Understanding the Lost Bill of Lading Procedures

A bill of lading (BL) is a legal document that states the type, quantity, and destination of the goods being transported. A bill of lading is signed by the shipper and the transporter–or carrier. The BL becomes the shipment receipt when the goods are delivered by the transporter to the predetermined destination. The BL document must accompany the shipped products and upon receipt, is signed by an authorized representative of the receiver, which documents that they took possession of the goods.

If the bill of lading is lost or destroyed, the following procedures may be required:

Letter from Shipper

A statement or letter from the shipper–on company letterhead–outlining in detail that the bill of lading was lost.

Court Order

The shipper may need to obtain an order by the court that directs the transport line or carrier to make delivery to the holder of the title of the merchandise. This legal order is based on the issuance of a surety bond that is initiated by the entity claiming the goods for a court-approved amount.

Letter of Indemnity

The transporter should also receive a letter of indemnity from the shipper, which releases the transporter from liability under the terms of the original outstanding bill. In some instances, the court may also order the shipper to pay reasonable costs as well as attorney's fees to the transport line.

Bank Guarantee

Certain carriers accept letters of indemnity only if the document has also been signed by a bank that has promised to accept joint liability if the original bills of lading are found. Although the letter of indemnity releases the liability for the transporter, it doesn't guarantee that the shipper has enough funds to comply with the indemnity.

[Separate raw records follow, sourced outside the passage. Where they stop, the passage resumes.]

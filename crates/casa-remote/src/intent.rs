//! Pending-intent tracking for optimistic transport changes.
//!
//! When play or pause succeeds we flip the displayed status right away, but
//! the zone may take a while to report it.  During that window the status is
//! `Pending`; a matching server snapshot confirms it, and if none arrives in
//! time the intent times out and the engine falls back to what the server
//! last said.
//!
//! # States
//! ```text
//!  Confirmed(T)          server agrees; render normally
//!  Pending { ... }       command accepted, server not caught up yet
//!  TimedOut { ... }      waited too long; revert to `confirmed`
//! ```

use std::time::Duration;

use tokio::time::Instant;

/// Three-state wrapper for a value that may be waiting for confirmation.
#[derive(Debug, Clone)]
pub enum IntentState<T: Clone + PartialEq> {
    /// The server reported this value.
    Confirmed(T),
    /// Command accepted; waiting for a snapshot showing `intended`.
    Pending {
        intended: T,
        confirmed: T,
        since: Instant,
    },
    /// No confirmation within the timeout.
    TimedOut { intended: T, confirmed: T },
}

impl<T: Clone + PartialEq> IntentState<T> {
    pub fn new(value: T) -> Self {
        Self::Confirmed(value)
    }

    /// The value to display.
    pub fn intended(&self) -> &T {
        match self {
            Self::Confirmed(v) => v,
            Self::Pending { intended, .. } => intended,
            Self::TimedOut { intended, .. } => intended,
        }
    }

    /// The last value the server reported.
    pub fn confirmed(&self) -> &T {
        match self {
            Self::Confirmed(v) => v,
            Self::Pending { confirmed, .. } => confirmed,
            Self::TimedOut { confirmed, .. } => confirmed,
        }
    }

    pub fn is_pending(&self) -> bool {
        matches!(self, Self::Pending { .. })
    }

    /// Record an accepted command.  Stays `Confirmed` when the server
    /// already reports `intended`.
    pub fn set_intent(&mut self, intended: T) {
        let confirmed = self.confirmed().clone();
        if intended == confirmed {
            *self = Self::Confirmed(intended);
        } else {
            *self = Self::Pending {
                intended,
                confirmed,
                since: Instant::now(),
            };
        }
    }

    /// Check for timeout.  Returns `true` if the state changed.
    pub fn tick(&mut self, timeout: Duration) -> bool {
        if let Self::Pending {
            intended,
            confirmed,
            since,
        } = self
        {
            if since.elapsed() >= timeout {
                *self = Self::TimedOut {
                    intended: intended.clone(),
                    confirmed: confirmed.clone(),
                };
                return true;
            }
        }
        false
    }

    /// A server snapshot reported `value`.  Returns `true` if the state changed.
    pub fn on_confirmed(&mut self, value: T) -> bool {
        match self {
            Self::Pending {
                intended,
                confirmed,
                ..
            } => {
                if value == *intended {
                    *self = Self::Confirmed(value);
                    return true;
                }
                // Server hasn't caught up yet; keep waiting.
                *confirmed = value;
                false
            }
            Self::TimedOut { intended, .. } => {
                let matches = value == *intended;
                *self = Self::Confirmed(value);
                matches
            }
            Self::Confirmed(v) => {
                if *v != value {
                    *self = Self::Confirmed(value);
                    true
                } else {
                    false
                }
            }
        }
    }

    /// Drop any outstanding intent and accept `value` as confirmed.
    pub fn settle(&mut self, value: T) {
        *self = Self::Confirmed(value);
    }
}

#[cfg(test)]
mod tests {
    use super::*;
    use casa_proto::protocol::PlaybackStatus;

    const TIMEOUT: Duration = Duration::from_secs(3);

    #[tokio::test(start_paused = true)]
    async fn test_pending_then_confirmed() {
        let mut s = IntentState::new(PlaybackStatus::Paused);
        s.set_intent(PlaybackStatus::Playing);
        assert!(s.is_pending());
        assert_eq!(*s.intended(), PlaybackStatus::Playing);
        assert_eq!(*s.confirmed(), PlaybackStatus::Paused);

        // Stale snapshot: still paused.
        assert!(!s.on_confirmed(PlaybackStatus::Paused));
        assert!(s.is_pending());

        assert!(s.on_confirmed(PlaybackStatus::Playing));
        assert!(!s.is_pending());
        assert_eq!(*s.confirmed(), PlaybackStatus::Playing);
    }

    #[tokio::test(start_paused = true)]
    async fn test_times_out_and_reverts() {
        let mut s = IntentState::new(PlaybackStatus::Playing);
        s.set_intent(PlaybackStatus::Paused);
        tokio::time::advance(Duration::from_millis(2999)).await;
        assert!(!s.tick(TIMEOUT));
        tokio::time::advance(Duration::from_millis(1)).await;
        assert!(s.tick(TIMEOUT));
        assert!(matches!(s, IntentState::TimedOut { .. }));
        assert_eq!(*s.confirmed(), PlaybackStatus::Playing);

        // Whatever the server says next wins.
        s.on_confirmed(PlaybackStatus::Playing);
        assert_eq!(*s.intended(), PlaybackStatus::Playing);
    }

    #[tokio::test(start_paused = true)]
    async fn test_intent_matching_confirmed_is_immediate() {
        let mut s = IntentState::new(PlaybackStatus::Playing);
        s.set_intent(PlaybackStatus::Playing);
        assert!(!s.is_pending());
        assert!(!s.tick(TIMEOUT));
    }
}
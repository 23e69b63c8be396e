use casa_proto::protocol::{NowPlayingSnapshot, TrackIdentity};

/// Remembers the last track identity and reports transitions once each.
///
/// Identity is textual (`title|artist|album`): two recordings sharing all three
/// fields count as the same track.
#[derive(Debug, Default)]
pub struct TrackChangeDetector {
    last: Option<TrackIdentity>,
}

impl TrackChangeDetector {
    pub fn new() -> Self {
        Self::default()
    }

    pub fn current(&self) -> Option<&TrackIdentity> {
        self.last.as_ref()
    }

    /// Feed a freshly fetched snapshot.  Returns the new identity when it
    /// differs from the recorded one.  A snapshot without an identity (no
    /// song, or no artist) clears the record so the next real track fires.
    pub fn observe(&mut self, snapshot: &NowPlayingSnapshot) -> Option<TrackIdentity> {
        let Some(identity) = snapshot.identity() else {
            self.last = None;
            return None;
        };
        if self.last.as_ref() == Some(&identity) {
            return None;
        }
        self.last = Some(identity.clone());
        Some(identity)
    }

    pub fn reset(&mut self) {
        self.last = None;
    }
}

The bank guarantee is a financial instrument that guarantees the protection for the transporter from all costs and liabilities of shipping the goods without the bill of lading. Typically, the transporter could be held liable if another company claimed the goods. The bank guarantee ensures that the financial liability is covered for the transporter.

Commercial Invoice and Packing List

A commercial invoice and packing list that outlines the details and items within the shipment should be prepared by the shipper. The commercial invoice is needed for the goods to clear customs in the U.S. The commercial invoice contains the:

  • Quantity and value of the goods being shipped
  • Name and address of the manufacturer and shipper
  • Name and address of the buyer or receiver
  • Country of origin and destination
  • Description of goods being shipped for the custom agents

A packing list is also part of the customs clearing process and outlines the details of the items, including the weight, dimensions, quantity, and the number of containers that hold the goods.

Besides the aforementioned measures, an advertisement should be placed in the press notifying the public of the nullification or loss of the original bill of lading.